Cohen Trevor, Widdows Dominic
School of Biomedical Informatics, The University of Texas Health Science Center, Houston, TX, United States.
Grab, Inc., Seattle, WA, United States.
J Biomed Inform. 2017 Apr;68:150-166. doi: 10.1016/j.jbi.2017.03.003. Epub 2017 Mar 8.

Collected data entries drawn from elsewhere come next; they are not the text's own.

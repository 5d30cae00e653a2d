//! Telemetry initialization - tracing subscriber setup.

use tracing_subscriber::{EnvFilter, layer::SubscriberExt, util::SubscriberInitExt};

/// Filter used when `RUST_LOG` is unset.
const DEFAULT_FILTER: &str = "info,api_server=debug,quill_infra=debug";

/// Output format of the log lines.
#[derive(Debug, Clone, Copy, PartialEq, Eq)]
pub enum LogFormat {
    /// Human-readable multi-line output for development.
    Pretty,
    /// One JSON object per line for log shippers.
    Json,
}

impl LogFormat {
    fn parse(value: &str) -> Self {
        if value.eq_ignore_ascii_case("json") {
            LogFormat::Json
        } else {
            LogFormat::Pretty
        }
    }
}

#[derive(Debug, Clone)]
pub struct TelemetryConfig {
    pub format: LogFormat,
    /// Reported once at startup so log streams can be told apart.
    pub service_name: String,
}

impl TelemetryConfig {
    /// Load configuration from `LOG_FORMAT` and `OTEL_SERVICE_NAME`.
    pub fn from_env() -> Self {
        Self {
            format: std::env::var("LOG_FORMAT")
                .map(|v| LogFormat::parse(&v))
                .unwrap_or(LogFormat::Pretty),
            service_name: std::env::var("OTEL_SERVICE_NAME")
                .unwrap_or_else(|_| "quill-api".to_string()),
        }
    }
}

/// Install the global tracing subscriber.
pub fn init_telemetry(config: &TelemetryConfig) {
    let env_filter =
        EnvFilter::try_from_default_env().unwrap_or_else(|_| EnvFilter::new(DEFAULT_FILTER));

    let registry = tracing_subscriber::registry().with(env_filter);
    let installed = match config.format {
        LogFormat::Json => registry
            .with(tracing_subscriber::fmt::layer().json().with_current_span(true))
            .try_init(),
        LogFormat::Pretty => registry
            .with(tracing_subscriber::fmt::layer().pretty())
            .try_init(),
    };

    if let Err(e) = installed {
        eprintln!("tracing subscriber already installed: {e}");
        return;
    }

    tracing::info!(
        service = %config.service_name,
        format = ?config.format,
        "Telemetry initialized"
    );
}

#[cfg(test)]
mod tests {
    use super::*;

    #[test]
    fn test_log_format_parsing() {
        assert_eq!(LogFormat::parse("json"), LogFormat::Json);
        assert_eq!(LogFormat::parse("JSON"), LogFormat::Json);
        assert_eq!(LogFormat::parse("pretty"), LogFormat::Pretty);
        assert_eq!(LogFormat::parse(""), LogFormat::Pretty);
    }
}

This paper concerns the generation of distributed vector representations of biomedical concepts from structured knowledge, in the form of subject-relation-object triplets known as semantic predications. Specifically, we evaluate the extent to which a representational approach we have developed for this purpose previously, known as Predication-based Semantic Indexing (PSI), might benefit from insights gleaned from neural-probabilistic language models, which have enjoyed a surge in popularity in recent years as a means to generate distributed vector representations of terms from free text. To do so, we develop a novel neural-probabilistic approach to encoding predications, called Embedding of Semantic Predications (ESP), by adapting aspects of the Skipgram with Negative Sampling (SGNS) algorithm to this purpose. We compare ESP and PSI across a number of tasks including recovery of encoded information, estimation of semantic similarity and relatedness, and identification of potentially therapeutic and harmful relationships using both analogical retrieval and supervised learning. We find advantages for ESP in some, but not all of these tasks, revealing the contexts in which the additional computational work of neural-probabilistic modeling is justified.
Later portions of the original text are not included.